Copy exactly the stretch of data below from the line with "detect-language, task assistant." through the line with "themselves are thin", including both of those lines.

[Source information — start]

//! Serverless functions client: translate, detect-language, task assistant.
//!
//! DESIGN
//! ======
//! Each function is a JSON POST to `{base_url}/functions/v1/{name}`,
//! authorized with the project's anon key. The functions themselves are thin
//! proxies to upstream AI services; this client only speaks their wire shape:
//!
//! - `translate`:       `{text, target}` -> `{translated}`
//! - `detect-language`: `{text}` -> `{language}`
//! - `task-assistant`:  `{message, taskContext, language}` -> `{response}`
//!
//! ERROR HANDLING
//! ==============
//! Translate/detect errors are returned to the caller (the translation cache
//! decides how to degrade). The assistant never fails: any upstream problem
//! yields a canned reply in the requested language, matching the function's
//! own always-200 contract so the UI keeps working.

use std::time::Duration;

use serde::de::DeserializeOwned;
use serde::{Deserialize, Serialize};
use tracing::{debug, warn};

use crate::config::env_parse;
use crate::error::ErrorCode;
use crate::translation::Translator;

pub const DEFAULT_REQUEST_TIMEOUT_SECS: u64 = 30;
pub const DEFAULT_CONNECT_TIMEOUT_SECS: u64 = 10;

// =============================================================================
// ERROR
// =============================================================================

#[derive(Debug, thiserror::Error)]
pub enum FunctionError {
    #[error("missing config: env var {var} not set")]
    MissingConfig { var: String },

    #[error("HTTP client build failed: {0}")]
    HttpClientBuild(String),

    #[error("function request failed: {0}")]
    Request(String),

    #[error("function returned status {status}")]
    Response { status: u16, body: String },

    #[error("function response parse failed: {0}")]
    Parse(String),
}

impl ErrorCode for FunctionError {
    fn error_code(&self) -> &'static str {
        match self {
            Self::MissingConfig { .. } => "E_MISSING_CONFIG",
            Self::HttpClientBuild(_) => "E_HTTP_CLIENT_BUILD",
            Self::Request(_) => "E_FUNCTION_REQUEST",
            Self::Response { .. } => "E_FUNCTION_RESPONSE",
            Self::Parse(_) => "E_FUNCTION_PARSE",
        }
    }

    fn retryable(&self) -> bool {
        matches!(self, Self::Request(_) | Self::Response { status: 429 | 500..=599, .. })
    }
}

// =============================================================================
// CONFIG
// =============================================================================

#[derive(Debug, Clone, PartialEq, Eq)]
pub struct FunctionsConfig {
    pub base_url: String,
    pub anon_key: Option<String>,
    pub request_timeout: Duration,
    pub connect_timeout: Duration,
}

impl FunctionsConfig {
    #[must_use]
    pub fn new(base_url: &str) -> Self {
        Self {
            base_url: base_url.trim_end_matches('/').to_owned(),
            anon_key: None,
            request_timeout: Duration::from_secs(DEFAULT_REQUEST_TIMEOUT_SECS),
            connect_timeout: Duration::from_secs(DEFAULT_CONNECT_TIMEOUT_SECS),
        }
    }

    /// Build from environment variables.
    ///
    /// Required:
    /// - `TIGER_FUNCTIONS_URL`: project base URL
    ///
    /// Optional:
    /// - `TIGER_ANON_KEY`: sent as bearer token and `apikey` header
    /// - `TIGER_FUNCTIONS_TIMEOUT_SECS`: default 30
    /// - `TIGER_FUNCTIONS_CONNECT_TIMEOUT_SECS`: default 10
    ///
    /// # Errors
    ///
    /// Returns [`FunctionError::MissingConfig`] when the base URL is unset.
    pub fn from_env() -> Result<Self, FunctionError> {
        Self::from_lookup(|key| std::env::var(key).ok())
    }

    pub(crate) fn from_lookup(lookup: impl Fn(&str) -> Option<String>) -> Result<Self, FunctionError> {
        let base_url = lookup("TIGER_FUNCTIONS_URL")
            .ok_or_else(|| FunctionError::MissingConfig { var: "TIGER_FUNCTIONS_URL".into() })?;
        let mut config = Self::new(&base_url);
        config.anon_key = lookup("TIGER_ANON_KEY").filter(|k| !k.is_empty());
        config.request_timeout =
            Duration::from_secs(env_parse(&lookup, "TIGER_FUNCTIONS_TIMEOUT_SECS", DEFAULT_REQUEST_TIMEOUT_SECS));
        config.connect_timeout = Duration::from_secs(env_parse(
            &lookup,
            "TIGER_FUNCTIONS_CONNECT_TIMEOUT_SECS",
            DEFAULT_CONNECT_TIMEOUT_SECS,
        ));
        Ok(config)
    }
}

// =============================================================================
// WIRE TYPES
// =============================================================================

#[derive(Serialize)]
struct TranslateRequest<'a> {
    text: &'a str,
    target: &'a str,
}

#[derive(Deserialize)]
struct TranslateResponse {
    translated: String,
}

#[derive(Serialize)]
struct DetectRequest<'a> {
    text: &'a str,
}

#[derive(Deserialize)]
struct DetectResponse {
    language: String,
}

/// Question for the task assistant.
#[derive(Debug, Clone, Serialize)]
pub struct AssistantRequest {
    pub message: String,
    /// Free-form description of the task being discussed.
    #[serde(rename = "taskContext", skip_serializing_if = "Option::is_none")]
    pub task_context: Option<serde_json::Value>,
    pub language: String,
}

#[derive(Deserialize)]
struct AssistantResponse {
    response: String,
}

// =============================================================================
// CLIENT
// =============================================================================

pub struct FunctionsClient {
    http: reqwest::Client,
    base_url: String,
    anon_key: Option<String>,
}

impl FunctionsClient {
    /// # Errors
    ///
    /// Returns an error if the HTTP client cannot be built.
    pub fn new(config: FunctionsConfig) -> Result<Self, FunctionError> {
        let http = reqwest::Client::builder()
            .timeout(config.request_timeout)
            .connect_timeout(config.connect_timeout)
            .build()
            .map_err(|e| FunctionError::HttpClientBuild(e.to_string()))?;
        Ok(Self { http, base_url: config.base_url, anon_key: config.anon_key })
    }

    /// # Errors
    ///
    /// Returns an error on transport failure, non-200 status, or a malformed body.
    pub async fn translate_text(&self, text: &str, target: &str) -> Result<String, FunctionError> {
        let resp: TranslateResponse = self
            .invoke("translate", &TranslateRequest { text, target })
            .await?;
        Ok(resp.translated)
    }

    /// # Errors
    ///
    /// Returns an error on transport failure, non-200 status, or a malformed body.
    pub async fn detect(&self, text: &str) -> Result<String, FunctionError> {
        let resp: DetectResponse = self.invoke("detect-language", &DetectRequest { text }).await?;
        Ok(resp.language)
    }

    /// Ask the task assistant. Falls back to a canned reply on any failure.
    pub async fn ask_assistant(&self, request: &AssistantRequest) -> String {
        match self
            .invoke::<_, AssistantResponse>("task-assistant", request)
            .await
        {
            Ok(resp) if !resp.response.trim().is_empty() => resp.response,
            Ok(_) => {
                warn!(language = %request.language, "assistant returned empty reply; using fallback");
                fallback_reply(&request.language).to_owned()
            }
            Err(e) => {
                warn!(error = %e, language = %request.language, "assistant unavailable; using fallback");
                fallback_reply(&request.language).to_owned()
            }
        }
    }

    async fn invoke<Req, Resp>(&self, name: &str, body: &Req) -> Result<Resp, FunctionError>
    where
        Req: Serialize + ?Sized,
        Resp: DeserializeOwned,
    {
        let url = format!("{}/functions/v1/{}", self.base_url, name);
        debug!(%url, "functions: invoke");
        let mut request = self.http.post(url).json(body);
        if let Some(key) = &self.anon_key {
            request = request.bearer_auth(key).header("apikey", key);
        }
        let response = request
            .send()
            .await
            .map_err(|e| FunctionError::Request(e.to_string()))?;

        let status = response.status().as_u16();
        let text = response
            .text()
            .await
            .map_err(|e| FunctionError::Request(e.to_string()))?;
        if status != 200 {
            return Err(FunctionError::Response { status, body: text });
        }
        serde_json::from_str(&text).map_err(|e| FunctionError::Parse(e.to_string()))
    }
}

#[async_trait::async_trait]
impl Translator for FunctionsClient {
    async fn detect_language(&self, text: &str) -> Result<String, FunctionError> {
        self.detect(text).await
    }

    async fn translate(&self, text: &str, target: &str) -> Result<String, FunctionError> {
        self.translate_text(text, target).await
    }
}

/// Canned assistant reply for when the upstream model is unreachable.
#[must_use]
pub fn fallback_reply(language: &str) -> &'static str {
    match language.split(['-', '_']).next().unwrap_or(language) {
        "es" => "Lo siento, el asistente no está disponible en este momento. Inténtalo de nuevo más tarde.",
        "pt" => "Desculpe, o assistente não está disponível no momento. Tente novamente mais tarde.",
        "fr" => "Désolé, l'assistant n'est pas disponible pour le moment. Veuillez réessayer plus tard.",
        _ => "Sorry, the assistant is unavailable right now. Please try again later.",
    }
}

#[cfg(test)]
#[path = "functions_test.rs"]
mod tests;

[Source information — finish]
[Source information — start]

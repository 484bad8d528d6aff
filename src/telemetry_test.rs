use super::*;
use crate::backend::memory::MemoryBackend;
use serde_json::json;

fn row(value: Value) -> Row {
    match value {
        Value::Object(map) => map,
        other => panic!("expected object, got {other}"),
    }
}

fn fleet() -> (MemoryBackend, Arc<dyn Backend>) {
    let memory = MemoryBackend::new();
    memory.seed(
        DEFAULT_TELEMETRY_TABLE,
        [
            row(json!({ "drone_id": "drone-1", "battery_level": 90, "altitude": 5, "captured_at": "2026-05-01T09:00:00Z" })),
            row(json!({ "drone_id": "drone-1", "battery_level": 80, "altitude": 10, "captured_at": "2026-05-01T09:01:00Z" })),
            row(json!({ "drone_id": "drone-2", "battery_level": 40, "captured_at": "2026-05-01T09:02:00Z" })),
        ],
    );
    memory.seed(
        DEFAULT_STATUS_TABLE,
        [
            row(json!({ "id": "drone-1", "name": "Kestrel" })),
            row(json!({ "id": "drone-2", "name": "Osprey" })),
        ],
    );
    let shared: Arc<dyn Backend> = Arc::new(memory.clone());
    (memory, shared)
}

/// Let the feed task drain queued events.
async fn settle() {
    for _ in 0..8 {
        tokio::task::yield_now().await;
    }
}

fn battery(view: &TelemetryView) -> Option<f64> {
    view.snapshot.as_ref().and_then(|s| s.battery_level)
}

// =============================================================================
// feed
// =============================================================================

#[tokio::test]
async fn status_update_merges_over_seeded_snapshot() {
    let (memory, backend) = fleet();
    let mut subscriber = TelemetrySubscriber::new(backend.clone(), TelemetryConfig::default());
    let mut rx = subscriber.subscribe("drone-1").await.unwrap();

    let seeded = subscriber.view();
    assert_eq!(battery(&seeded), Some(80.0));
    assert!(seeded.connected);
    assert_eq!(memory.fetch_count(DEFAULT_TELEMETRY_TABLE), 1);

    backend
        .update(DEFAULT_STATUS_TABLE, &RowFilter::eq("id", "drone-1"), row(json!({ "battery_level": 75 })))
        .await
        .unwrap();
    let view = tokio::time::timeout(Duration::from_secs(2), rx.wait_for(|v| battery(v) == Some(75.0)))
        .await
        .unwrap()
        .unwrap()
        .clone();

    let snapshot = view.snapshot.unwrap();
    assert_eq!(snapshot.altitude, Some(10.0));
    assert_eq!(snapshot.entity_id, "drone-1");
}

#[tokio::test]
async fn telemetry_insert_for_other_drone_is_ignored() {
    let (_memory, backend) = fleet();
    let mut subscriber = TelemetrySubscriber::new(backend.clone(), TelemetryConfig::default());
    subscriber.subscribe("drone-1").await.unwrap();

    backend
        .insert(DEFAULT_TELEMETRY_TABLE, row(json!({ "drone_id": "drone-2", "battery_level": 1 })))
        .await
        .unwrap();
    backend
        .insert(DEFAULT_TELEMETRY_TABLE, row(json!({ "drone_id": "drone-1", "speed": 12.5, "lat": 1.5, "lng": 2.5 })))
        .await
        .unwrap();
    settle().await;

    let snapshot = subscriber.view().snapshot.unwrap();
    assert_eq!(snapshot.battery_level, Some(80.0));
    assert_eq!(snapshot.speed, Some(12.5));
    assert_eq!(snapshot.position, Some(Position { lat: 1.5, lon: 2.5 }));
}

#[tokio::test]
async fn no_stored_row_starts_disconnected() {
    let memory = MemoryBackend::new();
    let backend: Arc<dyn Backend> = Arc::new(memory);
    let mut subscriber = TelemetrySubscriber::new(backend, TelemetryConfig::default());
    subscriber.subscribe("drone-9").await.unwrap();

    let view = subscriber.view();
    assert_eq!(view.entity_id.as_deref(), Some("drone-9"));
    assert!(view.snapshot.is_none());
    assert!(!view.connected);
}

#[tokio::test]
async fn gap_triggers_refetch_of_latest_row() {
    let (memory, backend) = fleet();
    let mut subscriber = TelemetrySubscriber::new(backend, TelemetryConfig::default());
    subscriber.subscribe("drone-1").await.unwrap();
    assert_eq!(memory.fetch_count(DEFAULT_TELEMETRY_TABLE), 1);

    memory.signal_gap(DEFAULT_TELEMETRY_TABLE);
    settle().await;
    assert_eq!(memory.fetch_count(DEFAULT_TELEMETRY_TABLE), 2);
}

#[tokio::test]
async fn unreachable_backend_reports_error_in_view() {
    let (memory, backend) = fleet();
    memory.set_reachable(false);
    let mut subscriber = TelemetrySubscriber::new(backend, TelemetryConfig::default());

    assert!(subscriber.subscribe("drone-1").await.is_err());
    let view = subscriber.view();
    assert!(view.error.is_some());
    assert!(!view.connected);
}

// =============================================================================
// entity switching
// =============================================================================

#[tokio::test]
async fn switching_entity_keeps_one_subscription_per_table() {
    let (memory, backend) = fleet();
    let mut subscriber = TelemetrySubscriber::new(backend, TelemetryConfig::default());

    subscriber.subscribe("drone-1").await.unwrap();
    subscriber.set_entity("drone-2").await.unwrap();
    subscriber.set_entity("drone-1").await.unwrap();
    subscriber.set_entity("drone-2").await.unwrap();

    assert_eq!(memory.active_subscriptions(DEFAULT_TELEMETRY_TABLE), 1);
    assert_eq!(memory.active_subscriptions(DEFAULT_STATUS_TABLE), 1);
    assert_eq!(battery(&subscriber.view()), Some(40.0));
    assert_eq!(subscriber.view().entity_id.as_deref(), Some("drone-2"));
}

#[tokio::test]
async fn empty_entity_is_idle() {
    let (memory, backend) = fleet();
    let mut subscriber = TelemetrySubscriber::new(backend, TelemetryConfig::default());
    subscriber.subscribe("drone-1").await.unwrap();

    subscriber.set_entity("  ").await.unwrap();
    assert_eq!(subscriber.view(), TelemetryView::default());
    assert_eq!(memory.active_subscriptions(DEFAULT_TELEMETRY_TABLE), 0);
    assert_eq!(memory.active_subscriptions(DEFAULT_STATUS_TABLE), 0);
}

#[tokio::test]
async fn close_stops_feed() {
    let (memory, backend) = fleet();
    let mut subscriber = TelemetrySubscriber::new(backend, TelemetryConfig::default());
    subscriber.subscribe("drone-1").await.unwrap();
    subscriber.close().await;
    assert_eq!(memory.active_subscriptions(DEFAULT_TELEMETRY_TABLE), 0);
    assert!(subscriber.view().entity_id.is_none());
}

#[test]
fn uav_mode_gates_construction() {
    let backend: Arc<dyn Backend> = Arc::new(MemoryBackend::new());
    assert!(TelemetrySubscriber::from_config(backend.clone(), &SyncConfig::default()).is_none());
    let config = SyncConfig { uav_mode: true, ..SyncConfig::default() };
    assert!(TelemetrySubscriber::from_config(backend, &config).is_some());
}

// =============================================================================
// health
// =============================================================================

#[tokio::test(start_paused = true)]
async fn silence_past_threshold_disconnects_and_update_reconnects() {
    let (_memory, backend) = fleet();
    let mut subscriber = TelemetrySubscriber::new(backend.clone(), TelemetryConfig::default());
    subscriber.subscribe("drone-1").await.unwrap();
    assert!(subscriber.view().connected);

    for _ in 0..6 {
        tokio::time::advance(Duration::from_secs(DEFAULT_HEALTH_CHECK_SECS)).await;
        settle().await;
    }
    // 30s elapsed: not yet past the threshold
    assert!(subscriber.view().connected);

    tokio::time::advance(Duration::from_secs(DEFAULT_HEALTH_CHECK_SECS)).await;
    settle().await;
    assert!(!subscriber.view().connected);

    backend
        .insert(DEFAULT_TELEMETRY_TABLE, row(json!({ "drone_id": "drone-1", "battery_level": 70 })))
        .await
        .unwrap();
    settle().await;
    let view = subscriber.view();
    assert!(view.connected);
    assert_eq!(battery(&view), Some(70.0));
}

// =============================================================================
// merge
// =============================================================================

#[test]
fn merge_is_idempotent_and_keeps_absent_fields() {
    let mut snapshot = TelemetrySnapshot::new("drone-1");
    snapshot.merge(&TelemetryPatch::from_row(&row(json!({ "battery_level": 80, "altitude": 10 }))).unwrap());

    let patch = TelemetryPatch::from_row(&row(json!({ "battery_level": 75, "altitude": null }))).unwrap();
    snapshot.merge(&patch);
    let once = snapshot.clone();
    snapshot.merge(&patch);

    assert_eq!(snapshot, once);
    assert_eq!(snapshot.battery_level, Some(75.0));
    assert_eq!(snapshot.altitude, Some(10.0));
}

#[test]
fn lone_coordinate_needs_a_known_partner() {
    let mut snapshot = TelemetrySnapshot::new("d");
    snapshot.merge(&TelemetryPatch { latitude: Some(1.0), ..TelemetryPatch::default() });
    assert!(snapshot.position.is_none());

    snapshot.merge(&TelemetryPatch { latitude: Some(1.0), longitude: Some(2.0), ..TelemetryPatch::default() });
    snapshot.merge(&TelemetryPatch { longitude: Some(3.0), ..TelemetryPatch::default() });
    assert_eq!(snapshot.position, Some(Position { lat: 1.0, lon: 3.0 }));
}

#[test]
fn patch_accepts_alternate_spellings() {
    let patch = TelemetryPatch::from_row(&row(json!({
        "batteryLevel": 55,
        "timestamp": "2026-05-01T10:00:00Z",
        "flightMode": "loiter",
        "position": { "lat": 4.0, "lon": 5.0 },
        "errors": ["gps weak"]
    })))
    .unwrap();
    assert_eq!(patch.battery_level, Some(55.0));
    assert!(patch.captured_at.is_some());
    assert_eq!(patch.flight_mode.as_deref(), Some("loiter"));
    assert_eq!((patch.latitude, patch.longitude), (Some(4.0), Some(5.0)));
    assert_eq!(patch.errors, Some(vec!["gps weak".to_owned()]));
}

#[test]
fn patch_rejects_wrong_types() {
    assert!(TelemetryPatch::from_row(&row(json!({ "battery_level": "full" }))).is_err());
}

[Source information — finish]

| Output of the exercise |
//! Serverless functions client: translate, detect-language, task assistant.
//!
//! DESIGN
//! ======
//! Each function is a JSON POST to `{base_url}/functions/v1/{name}`,
//! authorized with the project's anon key. The functions themselves are thin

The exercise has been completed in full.